## About this exercise
Scan the records for the string "blobs", then copy each line that has it.

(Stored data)
★ ★ ★ ★ ★ ★ ★

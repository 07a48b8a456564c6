use std::path::PathBuf;

use serde::{Deserialize, Serialize};

use crate::secrets::SecretSource;

pub const CONFIG_VERSION: &str = "1.0";
pub const DEFAULT_URL_ENV_VAR: &str = "SUPABASE_URL";
pub const DEFAULT_ANON_KEY_ENV_VAR: &str = "SUPABASE_ANON_KEY";

#[derive(Debug, Clone, Serialize, Deserialize)]
#[serde(rename_all = "camelCase")]
pub struct LibraryConfig {
    pub version: String,
    #[serde(default)]
    pub backend: BackendKind,
    /// Key/value state file. `None` keeps state in memory.
    #[serde(default)]
    pub state_file: Option<String>,
    #[serde(default)]
    pub sqlite: SqliteConfig,
    #[serde(default)]
    pub supabase: SupabaseConfig,
    #[serde(default)]
    pub session: SessionConfig,
    #[serde(default)]
    pub logging: LoggingConfig,
}

impl Default for LibraryConfig {
    fn default() -> Self {
        Self {
            version: CONFIG_VERSION.to_string(),
            backend: BackendKind::default(),
            state_file: None,
            sqlite: SqliteConfig::default(),
            supabase: SupabaseConfig::default(),
            session: SessionConfig::default(),
            logging: LoggingConfig::default(),
        }
    }
}

#[derive(Debug, Clone, Copy, Default, PartialEq, Eq, Serialize, Deserialize)]
#[serde(rename_all = "lowercase")]
pub enum BackendKind {
    #[default]
    Local,
    Sqlite,
    Supabase,
}

impl std::fmt::Display for BackendKind {
    fn fmt(&self, f: &mut std::fmt::Formatter<'_>) -> std::fmt::Result {
        let name = match self {
            BackendKind::Local => "local",
            BackendKind::Sqlite => "sqlite",
            BackendKind::Supabase => "supabase",
        };
        f.write_str(name)
    }
}

#[derive(Debug, Clone, Default, Serialize, Deserialize)]
#[serde(rename_all = "camelCase")]
pub struct SqliteConfig {
    /// Defaults to `~/.doclib/data/doclib.db`.
    #[serde(default)]
    pub database_path: Option<String>,
    /// Defaults to a `blobs` directory next to the database.
    #[serde(default)]
    pub blob_directory: Option<String>,
    #[serde(default)]
    pub public_base_url: Option<String>,
}

impl SqliteConfig {
    /// Blob root for a given database file.
    pub fn blob_directory_for(&self, database_path: &std::path::Path) -> PathBuf {
        match &self.blob_directory {
            Some(dir) => PathBuf::from(crate::secrets::expand_home(dir)),
            None => database_path
                .parent()
                .map(|p| p.join("blobs"))
                .unwrap_or_else(|| PathBuf::from("blobs")),
        }
    }
}

#[derive(Debug, Clone, Serialize, Deserialize)]
#[serde(rename_all = "camelCase")]
pub struct SupabaseConfig {
    #[serde(default)]
    pub url: Option<String>,
    #[serde(default)]
    pub url_file: Option<String>,
    #[serde(default = "default_url_env_var")]
    pub url_env_var: Option<String>,
    #[serde(default)]
    pub anon_key: Option<String>,
    #[serde(default)]
    pub anon_key_file: Option<String>,
    #[serde(default = "default_anon_key_env_var")]
    pub anon_key_env_var: Option<String>,
}

fn default_url_env_var() -> Option<String> {
    Some(DEFAULT_URL_ENV_VAR.to_string())
}

fn default_anon_key_env_var() -> Option<String> {
    Some(DEFAULT_ANON_KEY_ENV_VAR.to_string())
}

impl Default for SupabaseConfig {
    fn default() -> Self {
        Self {
            url: None,
            url_file: None,
            url_env_var: default_url_env_var(),
            anon_key: None,
            anon_key_file: None,
            anon_key_env_var: default_anon_key_env_var(),
        }
    }
}

impl SupabaseConfig {
    pub fn url_source(&self) -> SecretSource<'_> {
        SecretSource::new(
            self.url.as_deref(),
            self.url_file.as_deref(),
            self.url_env_var.as_deref(),
        )
    }

    pub fn anon_key_source(&self) -> SecretSource<'_> {
        SecretSource::new(
            self.anon_key.as_deref(),
            self.anon_key_file.as_deref(),
            self.anon_key_env_var.as_deref(),
        )
    }
}

/// Administrator credentials. Unset fields fall back to `admin` / `pass`.
#[derive(Debug, Clone, Default, Serialize, Deserialize)]
#[serde(rename_all = "camelCase")]
pub struct SessionConfig {
    #[serde(default)]
    pub username: Option<String>,
    #[serde(default)]
    pub password: Option<String>,
    #[serde(default)]
    pub password_file: Option<String>,
    #[serde(default)]
    pub password_env_var: Option<String>,
}

impl SessionConfig {
    pub fn password_source(&self) -> SecretSource<'_> {
        SecretSource::new(
            self.password.as_deref(),
            self.password_file.as_deref(),
            self.password_env_var.as_deref(),
        )
    }
}

#[derive(Debug, Clone, Serialize, Deserialize)]
#[serde(rename_all = "camelCase")]
pub struct LoggingConfig {
    #[serde(default = "default_log_level")]
    pub level: String,
    #[serde(default)]
    pub format: LogFormat,
}

fn default_log_level() -> String {
    "info".to_string()
}

impl Default for LoggingConfig {
    fn default() -> Self {
        Self {
            level: default_log_level(),
            format: LogFormat::default(),
        }
    }
}

#[derive(Debug, Clone, Copy, Default, PartialEq, Eq, Serialize, Deserialize)]
#[serde(rename_all = "lowercase")]
pub enum LogFormat {
    #[default]
    Text,
    Json,
}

★ ★ ★ ★ ★ ★ ★

## Response
    /// Defaults to a `blobs` directory next to the database.
                .map(|p| p.join("blobs"))
                .unwrap_or_else(|| PathBuf::from("blobs")),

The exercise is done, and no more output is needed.